Embodiments of the present disclosure are described in detail in the below, examples of the embodiments are shown in the accompanying drawings, where identical or similar reference signs throughout represent identical or similar components or components with identical or similar functions. The embodiments described in the below with reference to the accompanying drawings are exemplary and intended to explain the present disclosure, but cannot be understood as limitations to the present disclosure.

In the description of the present disclosure, it should be understood that orientations or position relationships indicated by terms “length”, “width”, “up”, “down”, “front”, “back”, “left”, “right”, “vertical”, “horizontal”, “top”, “bottom”, “inside”, “outside”, etc. are orientations or position relationships based on the orientation or position relationship shown in the drawings, which is only for the convenience of describing the present disclosure and simplifying the description, and does not indicate or imply that an apparatus or an element referred to must have a specific orientation or be constructed and operated in a specific orientation, and therefore, cannot be understood as a limitation of the present disclosure.

In addition, terms “first” and “second” aims only to be used for description and cannot be understood as indicating or implying relative importance or indicating a quantity of technical features implicitly. Therefore, features limited with “first” and “second” can explicitly or implicitly include one or more of these features. In the description of the present disclosure, “multiple” means two or more than two, unless otherwise limited specifically.

In the present disclosure, unless otherwise specified and limited, terms “installation”, “link”, “connection”, “fixation” and other terms should be broadly understood, for example, they can be fixed connections, detachable connections, or integrated; they can be mechanical connections or electrical connections; they can be directly connection or indirectly connection through an intermediate medium, they can be an internal connection of two components or an interaction relationship between two components. For those of ordinary skill in the art, specific meanings of the terms described above in the present disclosure can be understood based on specific circumstances.

In order to make the purpose, technical solution, and advantages of the present disclosure clearer and understandable, the present disclosure will be further explained in detail in conjunction with the accompanying drawings and embodiments in the below.

A laser radar generally includes a transmission module and a detection module. The transmission module includes a laser source and a transmission optical system.
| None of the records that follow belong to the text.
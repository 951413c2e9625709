// Copyright (c) 2025 Soumyadip Sarkar.
// All rights reserved.
//
// This source code is licensed under the license found in the
// LICENSE file in the root directory of this source tree.

//! `walletboard.toml`, with environment overrides:
//! WALLETBOARD_BACKEND, WALLETBOARD_URL, WALLETBOARD_ANON_KEY, WALLETBOARD_LOG.

use crate::error::LedgerError;
use crate::models::PaymentMethod;
use anyhow::{Context, Result};
use serde::{Deserialize, Serialize};
use std::fs;
use std::path::{Path, PathBuf};

pub const CONFIG_FILE: &str = "walletboard.toml";

#[derive(Debug, Clone, Default, Serialize, Deserialize)]
pub struct Config {
    #[serde(default)]
    pub backend: BackendConfig,

    #[serde(default)]
    pub cards: Vec<CardConfig>,

    #[serde(default)]
    pub logging: LoggingConfig,
}

#[derive(Debug, Clone, Copy, PartialEq, Eq, Default, Serialize, Deserialize)]
#[serde(rename_all = "lowercase")]
pub enum BackendKind {
    #[default]
    Local,
    Remote,
}

#[derive(Debug, Clone, Serialize, Deserialize)]
pub struct BackendConfig {
    #[serde(default)]
    pub kind: BackendKind,

    #[serde(default)]
    pub url: Option<String>,

    #[serde(default)]
    pub anon_key: Option<String>,

    #[serde(default = "default_timeout_secs")]
    pub timeout_secs: u64,
}

fn default_timeout_secs() -> u64 {
    15
}

impl Default for BackendConfig {
    fn default() -> Self {
        Self {
            kind: BackendKind::Local,
            url: None,
            anon_key: None,
            timeout_secs: default_timeout_secs(),
        }
    }
}

impl BackendConfig {
    pub fn url(&self) -> Result<&str, LedgerError> {
        self.url
            .as_deref()
            .map(|u| u.trim_end_matches('/'))
            .filter(|u| !u.is_empty())
            .ok_or(LedgerError::MissingBackendSetting("backend.url"))
    }

    pub fn anon_key(&self) -> Result<&str, LedgerError> {
        self.anon_key
            .as_deref()
            .filter(|k| !k.is_empty())
            .ok_or(LedgerError::MissingBackendSetting("backend.anon_key"))
    }
}

/// Display metadata for one payment method on the balances view.
#[derive(Debug, Clone, PartialEq, Serialize, Deserialize)]
pub struct CardConfig {
    pub method: PaymentMethod,
    pub label: String,
    #[serde(default)]
    pub holder: Option<String>,
    #[serde(default)]
    pub last_four: Option<String>,
}

impl CardConfig {
    fn fallback(method: PaymentMethod) -> Self {
        let label = match method {
            PaymentMethod::Nubank => "Nubank",
            PaymentMethod::Inter => "Inter",
            PaymentMethod::Pix => "Pix",
        };
        CardConfig {
            method,
            label: label.to_string(),
            holder: None,
            last_four: None,
        }
    }

    /// "Nubank •••• 2682"
    pub fn display_name(&self) -> String {
        match &self.last_four {
            Some(digits) => format!("{} •••• {}", self.label, digits),
            None => self.label.clone(),
        }
    }
}

#[derive(Debug, Clone, Serialize, Deserialize)]
pub struct LoggingConfig {
    #[serde(default = "default_log_level")]
    pub level: String,
}

fn default_log_level() -> String {
    "walletboard=warn".to_string()
}

impl Default for LoggingConfig {
    fn default() -> Self {
        Self {
            level: default_log_level(),
        }
    }
}

impl Config {
    pub fn path() -> Result<PathBuf> {
        Ok(crate::db::config_dir()?.join(CONFIG_FILE))
    }

    /// Load from the platform config dir; a missing file means defaults.
    pub fn load() -> Result<Self> {
        let path = Self::path()?;
        let mut config = if path.exists() {
            Self::from_file(&path)?
        } else {
            Config::default()
        };
        config.apply_overrides(|key| std::env::var(key).ok());
        Ok(config)
    }

    pub fn from_file(path: &Path) -> Result<Self> {
        let raw = fs::read_to_string(path)
            .with_context(|| format!("Failed to read config file {}", path.display()))?;
        Self::from_toml_str(&raw)
            .with_context(|| format!("Failed to parse config file {}", path.display()))
    }

    pub fn from_toml_str(raw: &str) -> Result<Self> {
        Ok(toml::from_str(raw)?)
    }

    pub fn apply_overrides<F>(&mut self, lookup: F)
    where
        F: Fn(&str) -> Option<String>,
    {
        if let Some(kind) = lookup("WALLETBOARD_BACKEND") {
            match kind.trim().to_lowercase().as_str() {
                "local" => self.backend.kind = BackendKind::Local,
                "remote" => self.backend.kind = BackendKind::Remote,
                other => tracing::warn!(value = other, "ignoring unknown WALLETBOARD_BACKEND"),
            }
        }
        if let Some(url) = lookup("WALLETBOARD_URL") {
            self.backend.url = Some(url);
        }
        if let Some(key) = lookup("WALLETBOARD_ANON_KEY") {
            self.backend.anon_key = Some(key);
        }
        if let Some(level) = lookup("WALLETBOARD_LOG") {
            self.logging.level = level;
        }
    }

    pub fn card(&self, method: PaymentMethod) -> CardConfig {
        self.cards
            .iter()
            .find(|c| c.method == method)
            .cloned()
            .unwrap_or_else(|| CardConfig::fallback(method))
    }
}

pub fn default_config_toml() -> &'static str {
    r#"# Walletboard configuration
#
# Environment variables override these settings:
# - WALLETBOARD_BACKEND   (local | remote)
# - WALLETBOARD_URL
# - WALLETBOARD_ANON_KEY
# - WALLETBOARD_LOG

[backend]
# "local" keeps everything in an embedded SQLite file;
# "remote" talks to the hosted REST backend and requires `auth signin`.
kind = "local"
# url = "https://your-project.example.co"
# anon_key = "public-anon-key"
timeout_secs = 15

[[cards]]
method = "nubank"
label = "Nubank"
# holder = "Your Name"
# last_four = "0000"

[[cards]]
method = "inter"
label = "Inter"

[[cards]]
method = "pix"
label = "Pix"

[logging]
level = "walletboard=warn"
"#
}
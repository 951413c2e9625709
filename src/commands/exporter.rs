// Copyright (c) 2025 Soumyadip Sarkar.
// All rights reserved.
//
// This source code is licensed under the license found in the
// LICENSE file in the root directory of this source tree.

use crate::calendar::Month;
use crate::error::LedgerError;
use crate::ledger::Ledger;
use crate::models::{CardTransaction, PaymentMethod};
use crate::utils::month_arg;
use anyhow::Result;
use rusqlite::Connection;
use serde_json::json;

pub fn handle(conn: &Connection, ledger: &dyn Ledger, m: &clap::ArgMatches) -> Result<()> {
    match m.subcommand() {
        Some(("installments", sub)) => export_installments(conn, ledger, sub),
        _ => Ok(()),
    }
}

/// Every card transaction due in the month, across all payment methods,
/// oldest first.
pub fn month_transactions(ledger: &dyn Ledger, month: Month) -> Result<Vec<CardTransaction>> {
    let mut all = Vec::new();
    for method in PaymentMethod::ALL {
        all.extend(ledger.card_transactions(method, month.range())?);
    }
    all.sort_by(|a, b| a.due_date.cmp(&b.due_date).then(a.id.cmp(&b.id)));
    Ok(all)
}

fn export_installments(conn: &Connection, ledger: &dyn Ledger, sub: &clap::ArgMatches) -> Result<()> {
    let fmt = sub.get_one::<String>("format").unwrap().trim().to_lowercase();
    let out = sub.get_one::<String>("out").unwrap().trim();
    if fmt != "csv" && fmt != "json" {
        return Err(LedgerError::invalid(format!("Unknown format: {} (use csv|json)", fmt)).into());
    }
    let month = month_arg(conn, sub)?;
    let rows = month_transactions(ledger, month)?;

    match fmt.as_str() {
        "csv" => {
            let mut wtr = csv::Writer::from_path(out)?;
            wtr.write_record([
                "id",
                "due_date",
                "method",
                "description",
                "category",
                "installment",
                "count",
                "amount",
                "paid",
            ])?;
            for tx in &rows {
                wtr.write_record([
                    tx.id.to_string(),
                    tx.due_date.to_string(),
                    tx.method.to_string(),
                    tx.description.clone(),
                    tx.category.clone().unwrap_or_default(),
                    tx.sequence.to_string(),
                    tx.installment_count.to_string(),
                    tx.amount.to_string(),
                    tx.paid.to_string(),
                ])?;
            }
            wtr.flush()?;
        }
        _ => {
            let items: Vec<_> = rows
                .iter()
                .map(|tx| {
                    json!({
                        "id": tx.id,
                        "due_date": tx.due_date,
                        "method": tx.method,
                        "description": tx.description,
                        "category": tx.category,
                        "installment": tx.sequence,
                        "count": tx.installment_count,
                        "amount": tx.amount.to_string(),
                        "paid": tx.paid,
                    })
                })
                .collect();
            std::fs::write(out, serde_json::to_string_pretty(&items)?)?;
        }
    }
    tracing::info!(count = rows.len(), %month, out, "installments exported");
    println!("Exported {} installment(s) for {} to {}", rows.len(), month, out);
    Ok(())
}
Depending on the type of the laser source, different lasers can be adopted, such as a gas laser, a solid-state laser, a semiconductor laser, a dye laser, etc. Among them, the semiconductor laser is widely used in current optical communication systems due to its advantages of small size, easy integration, simple structure, and easy modulation. However, an ordinary semiconductor laser has defects such as poor spectral stability and large spectral linewidth, which limit its application in a complex optical communication system. An external cavity semiconductor laser, due to its advantages such as narrow linewidth, wide wavelength tunable range, small chirp, and excellent spectral characteristics, can be well applied in the complex optical communication system, such as a dense wavelength division multiplexing communication system and a coherent optical communication systems.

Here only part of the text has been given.